WHAT TO PRODUCE: Review the material and extract every line in which the word "have" occurs.

[Opening AVAILABLE DATA section]

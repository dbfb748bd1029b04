//! Sequence checks
//!
//! Cardinality checks for wrapped collections. Bound on
//! `for<'a> &'a T: IntoIterator`, so they resolve for `Vec`, arrays,
//! maps and sets — anything iterable by reference — without consuming or
//! cloning the collection. The emptiness checks stop at the first
//! element; only [`has_count`](SeqArgExt::has_count) walks the whole
//! sequence.

use crate::foundation::{ArgResult, ArgumentError, IntoArg};

// ============================================================================
// SEQUENCE CHECKS
// ============================================================================

/// Checks available on chains over iterable values.
pub trait SeqArgExt<T>: IntoArg<T> + Sized
where
    for<'a> &'a T: IntoIterator,
{
    /// Checks that the sequence has no elements.
    ///
    /// # Errors
    ///
    /// [`ErrorKind::CountViolation`](crate::foundation::ErrorKind::CountViolation)
    /// when any element exists.
    ///
    /// # Examples
    ///
    /// ```rust
    /// use argwrap::prelude::*;
    ///
    /// assert!(wrap(Vec::<i32>::new()).is_empty().is_ok());
    /// assert!(wrap(vec![1]).is_empty().is_err());
    /// ```
    fn is_empty(self) -> ArgResult<T> {
        let arg = self.into_arg()?;
        if arg.value().into_iter().next().is_some() {
            Err(arg.attach(ArgumentError::non_empty_sequence()))
        } else {
            Ok(arg)
        }
    }

    /// Checks that the sequence has at least one element.
    ///
    /// # Errors
    ///
    /// [`ErrorKind::CountViolation`](crate::foundation::ErrorKind::CountViolation)
    /// when the sequence is empty.
    ///
    /// # Examples
    ///
    /// ```rust
    /// use argwrap::prelude::*;
    ///
    /// assert!(wrap(vec![1]).is_not_empty().is_ok());
    /// assert!(wrap(Vec::<i32>::new()).is_not_empty().is_err());
    /// ```
    fn is_not_empty(self) -> ArgResult<T> {
        let arg = self.into_arg()?;
        if arg.value().into_iter().next().is_none() {
            Err(arg.attach(ArgumentError::empty_sequence()))
        } else {
            Ok(arg)
        }
    }

    /// Checks that the sequence has exactly `count` elements.
    ///
    /// Walks the whole sequence to count it; the failure message carries
    /// both the expected and the actual count.
    ///
    /// # Errors
    ///
    /// [`ErrorKind::CountViolation`](crate::foundation::ErrorKind::CountViolation)
    /// when the counts differ.
    ///
    /// # Examples
    ///
    /// ```rust
    /// use argwrap::prelude::*;
    ///
    /// assert!(wrap(vec![1, 2, 3]).has_count(3).is_ok());
    ///
    /// let error = wrap(vec![1, 2]).named("points").has_count(3).unwrap_err();
    /// assert_eq!(
    ///     error.to_string(),
    ///     "argument `points`: sequence must have exactly 3 elements, found 2",
    /// );
    /// ```
    fn has_count(self, count: usize) -> ArgResult<T> {
        let arg = self.into_arg()?;
        let actual = arg.value().into_iter().count();
        if actual == count {
            Ok(arg)
        } else {
            Err(arg.attach(ArgumentError::count_mismatch(count, actual)))
        }
    }
}

// Sequence checks resolve wherever the wrapped type iterates by reference
impl<T, A: IntoArg<T>> SeqArgExt<T> for A where for<'a> &'a T: IntoIterator {}

// ============================================================================
// TESTS
// ============================================================================

#[cfg(test)]
mod tests {
    use super::*;
    use crate::checks::general::ArgExt;
    use crate::foundation::{ErrorKind, wrap};
    use std::collections::BTreeMap;

    #[test]
    fn empty_passes_on_no_elements() {
        assert!(wrap(Vec::<i32>::new()).is_empty().is_ok());
    }

    #[test]
    fn empty_fails_on_any_element() {
        // a single element already violates emptiness
        assert_eq!(
            wrap(vec![1]).is_empty().unwrap_err().kind(),
            ErrorKind::CountViolation
        );
        assert_eq!(
            wrap(vec![1, 2]).is_empty().unwrap_err().kind(),
            ErrorKind::CountViolation
        );
    }

    #[test]
    fn not_empty_passes_on_single_element() {
        assert!(wrap(vec![1]).is_not_empty().is_ok());
    }

    #[test]
    fn not_empty_fails_on_no_elements() {
        let error = wrap(Vec::<i32>::new())
            .named("items")
            .is_not_empty()
            .unwrap_err();
        assert_eq!(error.kind(), ErrorKind::CountViolation);
        assert_eq!(error.name(), Some("items"));
    }

    #[test]
    fn has_count_matches_exactly() {
        assert!(wrap(vec![1, 2, 3]).has_count(3).is_ok());
        assert!(wrap(Vec::<i32>::new()).has_count(0).is_ok());
    }

    #[test]
    fn has_count_fails_with_both_counts_in_the_message() {
        let error = wrap(vec![1, 2]).has_count(3).unwrap_err();
        assert_eq!(error.kind(), ErrorKind::CountViolation);
        assert_eq!(
            error.message(),
            "sequence must have exactly 3 elements, found 2"
        );
    }

    #[test]
    fn arrays_and_maps_are_accepted() {
        assert!(wrap([1, 2, 3]).has_count(3).is_ok());

        let mut map = BTreeMap::new();
        map.insert("a", 1);
        assert!(wrap(map).is_not_empty().is_ok());
    }

    #[test]
    fn checks_do_not_consume_the_sequence() {
        let values = wrap(vec![1, 2, 3])
            .is_not_empty()
            .has_count(3)
            .into_inner()
            .unwrap();
        assert_eq!(values, vec![1, 2, 3]);
    }
}
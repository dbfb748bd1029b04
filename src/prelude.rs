//! Prelude module for convenient imports.
//!
//! Provides a single `use argwrap::prelude::*;` import that brings in the
//! wrapper, the check traits, and the error types.
//!
//! # Examples
//!
//! ```rust
//! use argwrap::prelude::*;
//!
//! let label = wrap("Test").named("label").is_not_empty()?.into_inner();
//! assert_eq!(label, "Test");
//! # Ok::<(), ArgumentError>(())
//! ```

// ============================================================================
// FOUNDATION: wrapper, chain seam, errors
// ============================================================================

pub use crate::foundation::{Arg, ArgResult, ArgumentError, ErrorKind, IntoArg, Nullable, wrap};

// ============================================================================
// CHECKS: the chainable operations
// ============================================================================

pub use crate::checks::{ArgExt, SeqArgExt, StrArgExt};

// ============================================================================
// MACROS
// ============================================================================

pub use crate::arg;
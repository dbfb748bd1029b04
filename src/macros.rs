//! Macros for wrapping arguments with minimal boilerplate.
//!
//! # Available Macros
//!
//! - [`arg!`](crate::arg) — wrap a value and name it after its identifier

/// Wraps an argument and names it after the expression it was built from.
///
/// `arg!(port)` is shorthand for `wrap(port).named("port")` — the name is
/// captured with `stringify!`, so the error message always matches the
/// call site. A second form takes an explicit name for the cases where
/// the expression is not the name you want to report.
///
/// # Examples
///
/// ```rust
/// use argwrap::prelude::*;
///
/// fn listen(port: u16) -> Result<u16, ArgumentError> {
///     arg!(port).is_not_default().into_inner()
/// }
///
/// assert_eq!(listen(8080).unwrap(), 8080);
/// assert_eq!(
///     listen(0).unwrap_err().to_string(),
///     "argument `port`: value must not be the default",
/// );
/// ```
///
/// With an explicit name:
///
/// ```rust
/// use argwrap::prelude::*;
///
/// let config_port = 0_u16;
/// let error = arg!(config_port, "port").is_not_default().unwrap_err();
/// assert_eq!(error.name(), Some("port"));
/// ```
#[macro_export]
macro_rules! arg {
    ($value:expr, $name:expr) => {
        $crate::foundation::Arg::new($value).named($name)
    };
    ($value:expr) => {
        $crate::foundation::Arg::new($value).named(stringify!($value))
    };
}

#[cfg(test)]
mod tests {
    use crate::checks::ArgExt;

    #[test]
    fn captures_the_identifier_as_the_name() {
        let retries = 3_u8;
        let arg = arg!(retries);
        assert_eq!(arg.name(), Some("retries"));
        assert_eq!(*arg.value(), 3);
    }

    #[test]
    fn explicit_name_takes_precedence() {
        let inner = 3_u8;
        let arg = arg!(inner, "retries");
        assert_eq!(arg.name(), Some("retries"));
    }

    #[test]
    fn wrapped_argument_chains_like_any_other() {
        let retries = 0_u8;
        let error = arg!(retries).is_not_default().unwrap_err();
        assert_eq!(error.name(), Some("retries"));
    }
}
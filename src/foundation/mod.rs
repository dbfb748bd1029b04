//! Core wrapper and error types
//!
//! This module contains the building blocks every chain is made of:
//!
//! - **Wrapper**: [`Arg`], [`wrap`], the [`IntoArg`] chain seam
//! - **Errors**: [`ArgumentError`], [`ErrorKind`]
//! - **Seams**: [`Nullable`] for absence-sensitive checks
//!
//! # Architecture
//!
//! A chain is a sequence of moves of one `Arg<T>` through `Result`:
//!
//! ```text
//! wrap(value).named("value")      Arg<T>
//!     .is_not_default()           ArgResult<T>   first failure stops here
//!     .satisfies(|v| ...)         ArgResult<T>   skipped after a failure
//!     .into_inner()               Result<T, ArgumentError>
//! ```
//!
//! Wrapping never validates and never copies the value; each check either
//! hands the wrapper through unchanged or raises an [`ArgumentError`]
//! carrying the argument's name. The checks themselves live in
//! [`checks`](crate::checks).

// Module declarations
pub mod arg;
pub mod error;
pub mod nullable;

// Re-export everything at the foundation level for convenience
pub use arg::{Arg, ArgResult, IntoArg, wrap};
pub use error::{ArgumentError, ErrorKind};
pub use nullable::Nullable;
use std::sync::Arc;

use uuid::Uuid;

use crate::errors::Result;
use crate::ledger::Reminder;

/// Schedules and cancels due-date reminders on the host platform.
pub trait Notifier: Send + Sync {
    fn schedule(&self, reminder: &Reminder) -> Result<()>;
    fn cancel(&self, transaction_id: Uuid) -> Result<()>;
}

impl<T: Notifier + ?Sized> Notifier for Arc<T> {
    fn schedule(&self, reminder: &Reminder) -> Result<()> {
        (**self).schedule(reminder)
    }

    fn cancel(&self, transaction_id: Uuid) -> Result<()> {
        (**self).cancel(transaction_id)
    }
}

/// Notifier that only records reminders in the trace log.
#[derive(Debug, Clone, Copy, Default)]
pub struct TracingNotifier;

impl Notifier for TracingNotifier {
    fn schedule(&self, reminder: &Reminder) -> Result<()> {
        tracing::info!(
            transaction = %reminder.transaction_id,
            fire_at = %reminder.fire_at,
            "reminder scheduled: {}",
            reminder.message
        );
        Ok(())
    }

    fn cancel(&self, transaction_id: Uuid) -> Result<()> {
        tracing::debug!(transaction = %transaction_id, "reminder cancelled");
        Ok(())
    }
}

[Closing AVAILABLE DATA section]

RESULT:
    ///     "argument `points`: sequence must have exactly 3 elements, found 2",
            "sequence must have exactly 3 elements, found 2"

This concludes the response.